Her father’s belief that eating processed, inorganic, and unhealthy foods will eventually lead to cancer became even more prevalent after her mother’s death.

            Robert Finney also taught his children the practice of taking vitamins and natural supplements to better their lives since they were very young.  In the bedroom of Finney’s State College apartment, she has an entire drawer filled with more than 20 different vitamin bottles.  She files around eight pills into each different box of her daily pill organizer (which are normally used by the elderly to keep track of their multiple medications).

            “This is probably what my friends would say is the weirdest thing I do,” Finney joked as she looked at the pill organizer.  She takes raspberry ketones, vitamin C, green tea extract, fish oil, a multivitamin, and biotin daily. These vitamins are said to do anything from strengthen bones, lower cholesterol and blood pressure, and you guessed it—fight cancer.

            Her dad’s healthy ways have obviously stuck with her over the years even when he is not there for moral support.  At school Finney shops only at Wegman’s, mostly in the organic section, or Trader Joe’s.

            Best friend and future roommate Kimmy Ashmead said, “It’s an ongoing joke (in our friend group) about how weird she eats.  Sometimes I’m convinced her goal is to come out of the grocery store with the weirdest and most random healthy or organic thing she can find.”

            Another life lesson Finney’s dad lives by is that “everyone should sweat for at least 30 minutes a day.”  She takes his lesson to a whole new level to say the least.

            Finney goes to the gym six days a week.  She has a membership to all on-campus gyms, but prefers to work out at Rec Hall. Once there, she spends a grueling hour on the treadmill, pushing herself until she physically cannot run anymore.  Next she does strength training for 30 minutes.  This includes lunges, dumbbells, and pushups. 

            One day at the gym, despite looking faint after an unremitting hour and ten minutes running on the treadmill, Finney continued to pick up the 10-pound dumbbells.  “I came all the way here, I might as well finish strong!” she said when a friend asked if she needed a break.  Even after an intense afternoon workout Finney is adamant that the bus is not an option.  She proceeds to walk the mile and a half back to her off-campus apartment despite the chilly weather.

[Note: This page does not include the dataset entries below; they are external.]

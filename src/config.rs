//! Vault configuration model and cryptographic/layout constants.
//!
//! [`VaultConfig`] is the declarative record threaded through every layer of
//! the vault: the chunk pipeline, the dedup index, and the cipher layer all
//! read from it, but none of them hold a back-pointer into it (see DESIGN.md
//! for the cyclic-reference note this avoids).

use bytesize::ByteSize;
use serde::{Deserialize, Serialize};

use crate::error::{Result, VaultError};

/// Name of the vault metadata directory under the vault root.
pub const VAULT_DIR: &str = ".sietch";
/// Name of the transaction-journal directory under the vault root.
pub const TXN_DIR: &str = ".txn";
/// Directory (under `VAULT_DIR`) holding one file per dedup-unique chunk.
pub const CHUNKS_DIR: &str = "chunks";
/// Directory (under `VAULT_DIR`) holding key material.
pub const KEYS_DIR: &str = "keys";
/// Filename of the raw or wrapped encryption key.
pub const SECRET_KEY_FILE: &str = "secret.key";
/// Filename of the serialized dedup index.
pub const DEDUP_INDEX_FILE: &str = "dedup.index";
/// Filename of the serialized vault configuration.
pub const CONFIG_FILE: &str = "config.json";
/// Filename of a transaction's journal.
pub const JOURNAL_FILE: &str = "journal.json";

/// Default ceiling on decompressed output size (512 MiB); guards against
/// decompression bombs before the full output is ever materialized.
pub const DEFAULT_MAX_DECOMPRESSION_SIZE: u64 = 512 * 1024 * 1024;

/// Default scrypt cost parameters.
pub const DEFAULT_SCRYPT_N: u32 = 32_768;
pub const DEFAULT_SCRYPT_R: u32 = 8;
pub const DEFAULT_SCRYPT_P: u32 = 1;

/// Default PBKDF2-HMAC-SHA256 iteration count.
pub const DEFAULT_PBKDF2_ITERS: u32 = 200_000;

/// Length in bytes of every derived key, regardless of KDF.
pub const DERIVED_KEY_LEN: usize = 32;

/// Constant plaintext AEAD-sealed under a derived key to validate a passphrase
/// without ever attempting to unwrap the real secret.
pub const KEY_CHECK_PLAINTEXT: &[u8] = b"sietch-key-validation";

/// Permission bits applied to files/directories under the vault. The
/// values are always defined; only Unix targets actually apply them (via
/// `std::os::unix::fs::PermissionsExt`), matching how the rest of the
/// crate gates platform-specific permission calls behind `#[cfg(unix)]`.
pub mod perms {
    pub const KEY_FILE: u32 = 0o600;
    pub const KEY_DIR: u32 = 0o700;
    pub const CHUNK_FILE: u32 = 0o644;
    pub const CHUNK_DIR: u32 = 0o755;
}

/// Chunking strategy. Only `Fixed` is implemented; `Cdc` exists purely as a
/// recognized menu option so unknown-strategy detection has a concrete shape
/// to detect — selecting it is a hard [`crate::error::VaultError::UnsupportedAlgorithm`].
#[derive(Debug, Clone, Copy, PartialEq, Eq, Serialize, Deserialize)]
#[serde(rename_all = "snake_case")]
pub enum ChunkingStrategy {
    Fixed,
    Cdc,
}

/// Declarative chunking configuration.
#[derive(Debug, Clone, Serialize, Deserialize)]
pub struct ChunkingConfig {
    pub strategy: ChunkingStrategy,
    pub chunk_size: u64,
    pub hash_algorithm: crate::hash::HashAlgorithm,
}

impl ChunkingConfig {
    /// Parses a chunk size given either as a plain byte count (`"4194304"`)
    /// or a human-readable size (`"4 MiB"`), as the recognized config option
    /// in spec.md §6 allows.
    pub fn parse_chunk_size(raw: &str) -> Result<u64> {
        raw.parse::<u64>()
            .or_else(|_| raw.parse::<ByteSize>().map(|b| b.as_u64()))
            .map_err(|_| VaultError::VaultConfigUnreadable(format!("invalid chunk_size: {raw}")))
    }
}

impl Default for ChunkingConfig {
    fn default() -> Self {
        Self {
            strategy: ChunkingStrategy::Fixed,
            chunk_size: 4 * 1024 * 1024,
            hash_algorithm: crate::hash::HashAlgorithm::Sha256,
        }
    }
}

/// KDF selection and parameters, shared by the AES and ChaCha encryption
/// variants since both wrap their key under the same derived secret.
#[derive(Debug, Clone, Copy, PartialEq, Eq, Serialize, Deserialize)]
#[serde(rename_all = "snake_case")]
pub enum KdfKind {
    Scrypt,
    Pbkdf2,
}

#[derive(Debug, Clone, Serialize, Deserialize)]
pub struct KdfParams {
    pub kind: KdfKind,
    #[serde(default = "default_scrypt_n")]
    pub scrypt_n: u32,
    #[serde(default = "default_scrypt_r")]
    pub scrypt_r: u32,
    #[serde(default = "default_scrypt_p")]
    pub scrypt_p: u32,
    #[serde(default = "default_pbkdf2_iters")]
    pub pbkdf2_iters: u32,
}

fn default_scrypt_n() -> u32 {
    DEFAULT_SCRYPT_N
}
fn default_scrypt_r() -> u32 {
    DEFAULT_SCRYPT_R
}
fn default_scrypt_p() -> u32 {
    DEFAULT_SCRYPT_P
}
fn default_pbkdf2_iters() -> u32 {
    DEFAULT_PBKDF2_ITERS
}

impl Default for KdfParams {
    fn default() -> Self {
        Self {
            kind: KdfKind::Scrypt,
            scrypt_n: DEFAULT_SCRYPT_N,
            scrypt_r: DEFAULT_SCRYPT_R,
            scrypt_p: DEFAULT_SCRYPT_P,
            pbkdf2_iters: DEFAULT_PBKDF2_ITERS,
        }
    }
}

/// AES sub-mode: authenticated GCM or unauthenticated CBC+PKCS#7.
#[derive(Debug, Clone, Copy, PartialEq, Eq, Serialize, Deserialize)]
#[serde(rename_all = "snake_case")]
pub enum AesMode {
    Gcm,
    Cbc,
}

#[derive(Debug, Clone, Serialize, Deserialize)]
pub struct AesConfig {
    pub mode: AesMode,
    pub kdf: KdfParams,
    /// Base64-encoded salt used to derive the key-wrapping / chunk-cipher key.
    pub salt: String,
    /// Base64 `nonce || AEAD_seal("sietch-key-validation", ...)`, present once
    /// the vault has been initialized with a passphrase.
    pub key_check: Option<String>,
}

#[derive(Debug, Clone, Serialize, Deserialize)]
pub struct ChachaConfig {
    pub kdf: KdfParams,
    pub salt: String,
    pub key_check: Option<String>,
}

#[derive(Debug, Clone, Serialize, Deserialize)]
pub struct GpgConfig {
    pub key_id: String,
    pub recipient: String,
    pub key_server: Option<String>,
}

/// Cipher selection. `Gpg` is modeled for completeness of the declarative
/// record but has no implementation in this crate (out of scope, §1);
/// selecting it at encrypt time is a hard `UnsupportedAlgorithm`.
#[derive(Debug, Clone, Serialize, Deserialize)]
#[serde(tag = "kind", rename_all = "snake_case")]
pub enum EncryptionConfig {
    None,
    Aes(AesConfig),
    Chacha20(ChachaConfig),
    Gpg(GpgConfig),
}

impl EncryptionConfig {
    /// A vault is passphrase-protected iff its on-disk key was actually
    /// wrapped at init time — signaled by the presence of a key-check
    /// token, not merely by the cipher `kind` (an AES/ChaCha20 vault may
    /// still hold an unwrapped raw key if no passphrase was supplied).
    pub fn is_passphrase_protected(&self) -> bool {
        match self {
            Self::Aes(c) => c.key_check.is_some(),
            Self::Chacha20(c) => c.key_check.is_some(),
            Self::None | Self::Gpg(_) => false,
        }
    }

    pub fn is_none(&self) -> bool {
        matches!(self, Self::None)
    }
}

/// Compression algorithm selection.
#[derive(Debug, Clone, Copy, PartialEq, Eq, Serialize, Deserialize, Default)]
#[serde(rename_all = "snake_case")]
pub enum CompressionAlgorithm {
    #[default]
    None,
    Gzip,
    Zstd,
    Lz4,
}

#[derive(Debug, Clone, Serialize, Deserialize)]
pub struct DedupConfig {
    pub enabled: bool,
}

impl Default for DedupConfig {
    fn default() -> Self {
        Self { enabled: true }
    }
}

/// The full, persisted vault configuration. Immutable once written at
/// `Vault::init` time.
#[derive(Debug, Clone, Serialize, Deserialize)]
pub struct VaultConfig {
    pub chunking: ChunkingConfig,
    pub compression: CompressionAlgorithm,
    pub encryption: EncryptionConfig,
    pub dedup: DedupConfig,
    #[serde(default = "default_max_decompression_size")]
    pub max_decompression_size: u64,
    /// Retention window, in seconds, for committed/rolled-back journals
    /// before `recover` purges them. `0` disables purging.
    #[serde(default)]
    pub journal_retention_secs: u64,
}

fn default_max_decompression_size() -> u64 {
    DEFAULT_MAX_DECOMPRESSION_SIZE
}

impl Default for VaultConfig {
    fn default() -> Self {
        Self {
            chunking: ChunkingConfig::default(),
            compression: CompressionAlgorithm::default(),
            encryption: EncryptionConfig::None,
            dedup: DedupConfig::default(),
            max_decompression_size: DEFAULT_MAX_DECOMPRESSION_SIZE,
            journal_retention_secs: 0,
        }
    }
}

#[cfg(test)]
mod tests {
    use super::*;

    #[test]
    fn parses_plain_byte_count() {
        assert_eq!(ChunkingConfig::parse_chunk_size("4194304").unwrap(), 4_194_304);
    }

    #[test]
    fn parses_human_readable_size() {
        assert_eq!(ChunkingConfig::parse_chunk_size("4 MiB").unwrap(), 4 * 1024 * 1024);
    }

    #[test]
    fn rejects_garbage() {
        assert!(ChunkingConfig::parse_chunk_size("not a size").is_err());
    }

    #[test]
    fn vault_config_round_trips_through_json() {
        let config = VaultConfig::default();
        let json = serde_json::to_string(&config).unwrap();
        let parsed: VaultConfig = serde_json::from_str(&json).unwrap();
        assert_eq!(parsed.chunking.chunk_size, config.chunking.chunk_size);
    }
}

            Her current roommates are surprised to see her in anything that isn’t workout clothing, they joked.  “We see her for one meal a day, and other than that she’s either doing laundry or going to the gym!” roommate Alayna Letteri said.

            Finney says she will continue to push herself to ensure she remains as healthy as she is right now.  “I control my life.  I do what I do so I remain in control of it...  I feel like in a way I’m continuing to fight my mom’s battle every day, only I do it through being as healthy as I can be.  I do it for her,” she said.